Al año siguiente, asignado a funciones de guarnición en Lituania, recibí una carta de Berlín en la que se me pedía que hiciera el inventario de las obras de arte de la provincia. Empecé con aquel retrato. Investigarlo resultó muy complicado hasta que, desesperado, leí el Ensayo sobre el retrato polaco del siglo XVII de Gregor Piazniczek. Éste no solamente describe el cuadro, sino que también alega su parentesco con el modelo, lo que me pareció tan divertido que mi interés por la pieza aumentó. Me extrañaron sus afirmaciones sobre Panofski, historiador del arte (especializado en lo decadente y antialemán) que jamás se hubiera molestado en opinar acerca de una obra menor. Sobre todo, me pareció absurdo puesto que sus argumentos —como los expresa Piazniczek— se me antojan insostenibles.
En primer lugar, son francamente ilógicas sus aseveraciones de que el cuadro hubiera sido pintado por un discípulo del Tiziano, por tardío que fuese. Considero que este retrato tiene las características de la pintura flamenca del periodo, concretamente de la escuela de Rubens y Van Hornzevelt; probablemente de esta última, la cual no estaba muy en boga.

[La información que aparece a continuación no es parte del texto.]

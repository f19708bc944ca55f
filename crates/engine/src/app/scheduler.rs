use std::cell::Cell;
use std::collections::VecDeque;
use std::rc::Rc;
use std::thread;
use std::time::{Duration, Instant};

use tracing::{error, info};

use super::engine::{Engine, TickError, TickOutcome};
use super::entity::CallbackError;

/// Host frame signal. `next_frame` waits for the next frame and returns its
/// timestamp in milliseconds, or `None` once the host has no more frames.
pub trait FrameSource {
    fn next_frame(&mut self) -> Option<f64>;
}

/// Replays a fixed list of timestamps.
#[derive(Debug, Clone, Default)]
pub struct ManualFrames {
    timestamps: VecDeque<f64>,
}

impl ManualFrames {
    pub fn new(timestamps: impl IntoIterator<Item = f64>) -> Self {
        Self {
            timestamps: timestamps.into_iter().collect(),
        }
    }

    pub fn push(&mut self, elapsed_ms: f64) {
        self.timestamps.push_back(elapsed_ms);
    }

    pub fn remaining(&self) -> usize {
        self.timestamps.len()
    }
}

impl FrameSource for ManualFrames {
    fn next_frame(&mut self) -> Option<f64> {
        self.timestamps.pop_front()
    }
}

/// Wall-clock frames paced to an optional frame-rate cap. Never runs out.
///
/// With a cap, each call hands out the planned instant of the next frame
/// without waiting for it; the wait happens at the start of the following
/// call. A scheduler that requests before ticking therefore ticks each frame
/// close to its timestamp.
#[derive(Debug)]
pub struct PacedFrames {
    started: Instant,
    planned: Option<Instant>,
    frame_target: Option<Duration>,
}

impl PacedFrames {
    pub fn new(max_fps: Option<u32>) -> Self {
        Self {
            started: Instant::now(),
            planned: None,
            frame_target: target_frame_duration(max_fps),
        }
    }

    fn timestamp_ms(&self, at: Instant) -> f64 {
        at.saturating_duration_since(self.started).as_secs_f64() * 1000.0
    }
}

impl FrameSource for PacedFrames {
    fn next_frame(&mut self) -> Option<f64> {
        if let Some(planned) = self.planned {
            let wait = planned.saturating_duration_since(Instant::now());
            if wait > Duration::ZERO {
                thread::sleep(wait);
            }
        }
        let now = Instant::now();
        let frame_at = next_frame_instant(self.planned, self.frame_target, now);
        self.planned = Some(frame_at);
        Some(self.timestamp_ms(frame_at))
    }
}

fn target_frame_duration(max_fps: Option<u32>) -> Option<Duration> {
    max_fps
        .filter(|fps| *fps > 0)
        .map(|fps| Duration::from_secs_f64(1.0 / fps as f64))
}

/// One frame target after the previous planned frame, or `now` when uncapped,
/// on the first frame, or when the loop has fallen behind.
fn next_frame_instant(
    previous: Option<Instant>,
    frame_target: Option<Duration>,
    now: Instant,
) -> Instant {
    match (previous, frame_target) {
        (Some(previous), Some(frame_target)) => (previous + frame_target).max(now),
        _ => now,
    }
}

/// Shared stop flag for a [`Scheduler`]. Clones observe the same flag, so a
/// game-loop callback can hold one and end the run.
#[derive(Debug, Clone, Default)]
pub struct StopHandle {
    stopped: Rc<Cell<bool>>,
}

impl StopHandle {
    pub fn stop(&self) {
        self.stopped.set(true);
    }

    pub fn is_stopped(&self) -> bool {
        self.stopped.get()
    }

    fn reset(&self) {
        self.stopped.set(false);
    }
}

#[derive(Debug, Clone, Copy, Default, PartialEq, Eq)]
pub struct RunSummary {
    pub ran: u64,
    pub skipped: u64,
    pub failed: u64,
}

impl RunSummary {
    pub fn ticks(&self) -> u64 {
        self.ran + self.skipped + self.failed
    }

    /// Counts one tick result, logging a failure as `tick_failed`.
    pub fn record(&mut self, elapsed_ms: f64, result: Result<TickOutcome, TickError>) {
        match result {
            Ok(TickOutcome::Ran { .. }) => self.ran += 1,
            Ok(TickOutcome::Skipped) => self.skipped += 1,
            Err(err) => {
                self.failed += 1;
                error!(elapsed_ms, phase = %err.phase, error = %err.source, "tick_failed");
            }
        }
    }
}

/// Drives [`Engine::tick`] once per frame from a [`FrameSource`].
#[derive(Debug, Default)]
pub struct Scheduler {
    stop: StopHandle,
    running: bool,
}

impl Scheduler {
    pub fn new() -> Self {
        Self::default()
    }

    pub fn stop_handle(&self) -> StopHandle {
        self.stop.clone()
    }

    pub fn is_running(&self) -> bool {
        self.running && !self.stop.is_stopped()
    }

    pub fn start(&mut self) {
        self.stop.reset();
        self.running = true;
    }

    pub fn stop(&mut self) {
        self.stop.stop();
        self.running = false;
    }

    /// Ticks `engine` for every frame `frames` delivers until the source is
    /// exhausted or the scheduler is stopped.
    ///
    /// The next frame is requested before the current one is ticked. A failed
    /// tick is logged and the loop carries on with the next frame.
    pub fn run<S, F>(&mut self, engine: &mut Engine, frames: &mut S, mut game_loop: F) -> RunSummary
    where
        S: FrameSource + ?Sized,
        F: FnMut(&mut Engine, f64, f64) -> Result<(), CallbackError>,
    {
        self.start();
        let mut summary = RunSummary::default();
        info!("scheduler_started");

        let mut pending = frames.next_frame();
        while let Some(elapsed_ms) = pending {
            if self.stop.is_stopped() {
                break;
            }
            pending = frames.next_frame();

            summary.record(elapsed_ms, engine.tick(elapsed_ms, &mut game_loop));
        }

        self.running = false;
        info!(
            ran = summary.ran,
            skipped = summary.skipped,
            failed = summary.failed,
            "scheduler_stopped"
        );
        summary
    }
}
use super::loading::LoadDone;
use super::rendering::Surface;

/// Error type returned by entity and game-loop callbacks. The engine never
/// recovers from these; they abort the current tick and surface to the host.
pub type CallbackError = Box<dyn std::error::Error + Send + Sync>;

#[derive(Debug, Clone, Copy, PartialEq, Eq, Hash, PartialOrd, Ord)]
pub struct EntityId(pub u64);

#[derive(Debug, Default)]
pub(crate) struct EntityIdAllocator {
    next: u64,
}

impl EntityIdAllocator {
    pub(crate) fn allocate(&mut self) -> EntityId {
        let id = EntityId(self.next);
        self.next = self.next.saturating_add(1);
        id
    }
}

#[derive(Debug, Clone, Copy, Default, PartialEq)]
pub struct Vec2 {
    pub x: f32,
    pub y: f32,
}

impl Vec2 {
    pub const fn new(x: f32, y: f32) -> Self {
        Self { x, y }
    }
}

#[derive(Debug, Clone, Copy, Default, PartialEq)]
pub struct Rect {
    pub x: f32,
    pub y: f32,
    pub width: f32,
    pub height: f32,
}

impl Rect {
    pub const fn new(x: f32, y: f32, width: f32, height: f32) -> Self {
        Self {
            x,
            y,
            width,
            height,
        }
    }

    pub fn from_position(position: Vec2, width: f32, height: f32) -> Self {
        Self::new(position.x, position.y, width, height)
    }

    pub fn right(&self) -> f32 {
        self.x + self.width
    }

    pub fn bottom(&self) -> f32 {
        self.y + self.height
    }

    /// Strict overlap test: rectangles that only share an edge do not intersect.
    pub fn intersects(&self, other: &Rect) -> bool {
        self.x < other.right()
            && other.x < self.right()
            && self.y < other.bottom()
            && other.y < self.bottom()
    }
}

/// Anything a layer can hold.
pub trait Entity {
    fn update(&mut self, elapsed_ms: f64, delta_time: f64) -> Result<(), CallbackError> {
        let _ = (elapsed_ms, delta_time);
        Ok(())
    }

    fn draw(&self, surface: &mut Surface) -> Result<(), CallbackError>;

    /// Loads any assets the entity needs. `done` must be called exactly once.
    fn load(&mut self, done: LoadDone) {
        done();
    }

    fn debug_name(&self) -> &str {
        "entity"
    }
}

/// Entity capability for overlap testing and reacting to overlap.
///
/// The pair test is allowed to be asymmetric: the engine asks every ordered
/// pair independently and never assumes `a.collides_with(b) == b.collides_with(a)`.
pub trait Collidable: Entity {
    fn bounds(&self) -> Rect;

    fn collides_with(&self, other: &dyn Collidable) -> bool {
        self.bounds().intersects(&other.bounds())
    }

    fn on_collide(&mut self, other: &dyn Collidable) -> Result<(), CallbackError>;
}

#[cfg(test)]
mod tests {
    use super::*;

    #[test]
    fn allocator_never_reuses_ids() {
        let mut allocator = EntityIdAllocator::default();
        let first = allocator.allocate();
        let second = allocator.allocate();
        let third = allocator.allocate();

        assert_eq!(first, EntityId(0));
        assert_eq!(second, EntityId(1));
        assert_eq!(third, EntityId(2));
    }

    #[test]
    fn overlapping_rects_intersect_both_ways() {
        let a = Rect::new(0.0, 0.0, 10.0, 10.0);
        let b = Rect::new(5.0, 5.0, 10.0, 10.0);

        assert!(a.intersects(&b));
        assert!(b.intersects(&a));
    }

    #[test]
    fn touching_edges_do_not_intersect() {
        let a = Rect::new(0.0, 0.0, 10.0, 10.0);
        let right = Rect::new(10.0, 0.0, 10.0, 10.0);
        let below = Rect::new(0.0, 10.0, 10.0, 10.0);

        assert!(!a.intersects(&right));
        assert!(!a.intersects(&below));
    }

    #[test]
    fn contained_rect_intersects() {
        let outer = Rect::new(0.0, 0.0, 100.0, 100.0);
        let inner = Rect::from_position(Vec2::new(40.0, 40.0), 2.0, 2.0);

        assert!(outer.intersects(&inner));
        assert!(inner.intersects(&outer));
    }
}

Claro está, es innegable el tangencial influjo italiano, en especial del Caravaggio, y tal vez haya confundido a Piazniczek.”
La anécdota —que Marcks tomó del libro Polnisches Kunstgeschichte, publicado al finalizar la guerra— alentó su inquietud acerca de la identidad del artista, pues suponía que ahí estaba la clave sobre el modelo. Su fuente fue claramente el Ensayo, al cual acaso lo remitió el libro de Halbermas. En 1951 dio con una pista: las fechas en las cartas del amanuense Piazniczek correspondían con las de la estadía de cierto retratista. Resulta que entre 1619 y 1627, en la corte de los Radziwill, Petr Wiontek pintó varias obras, algunas desaparecidas actualmente. Todas ellas, firmadas por el artista, son muy semejantes en composición y estilo al Retrato de Alexandr Mirolawski. Sin embargo, Marcks dejó mucho sin explicar; ante todo, si se conocieron Piazniczek y Wiontek, las causas de sus desapariciones, y la identidad real o ficticia del propio Mirolawski.
Días después, encontré la History of Eastern European Portrait de Robert Greenwood quien, en la nota 219, afirma estar casi seguro de que el cuadro es un autorretrato.

* “…Desde el fondo remoto del corredor, el espejo nos acechaba. Descubrimos (en la alta noche ese descubrimiento es inevitable) que los espejos tienen algo de monstruoso. Entonces Bioy Casares recordó que uno de los heresiarcas de Uqbar había declarado que los espejos y la cópula son abominables, porque multiplican el número de los hombres…!»

Jorge Luis Borges, “Tlön, Uqbar, Orbis Tertius” en Ficciones, Alianza Editorial, 1974, pp. 13.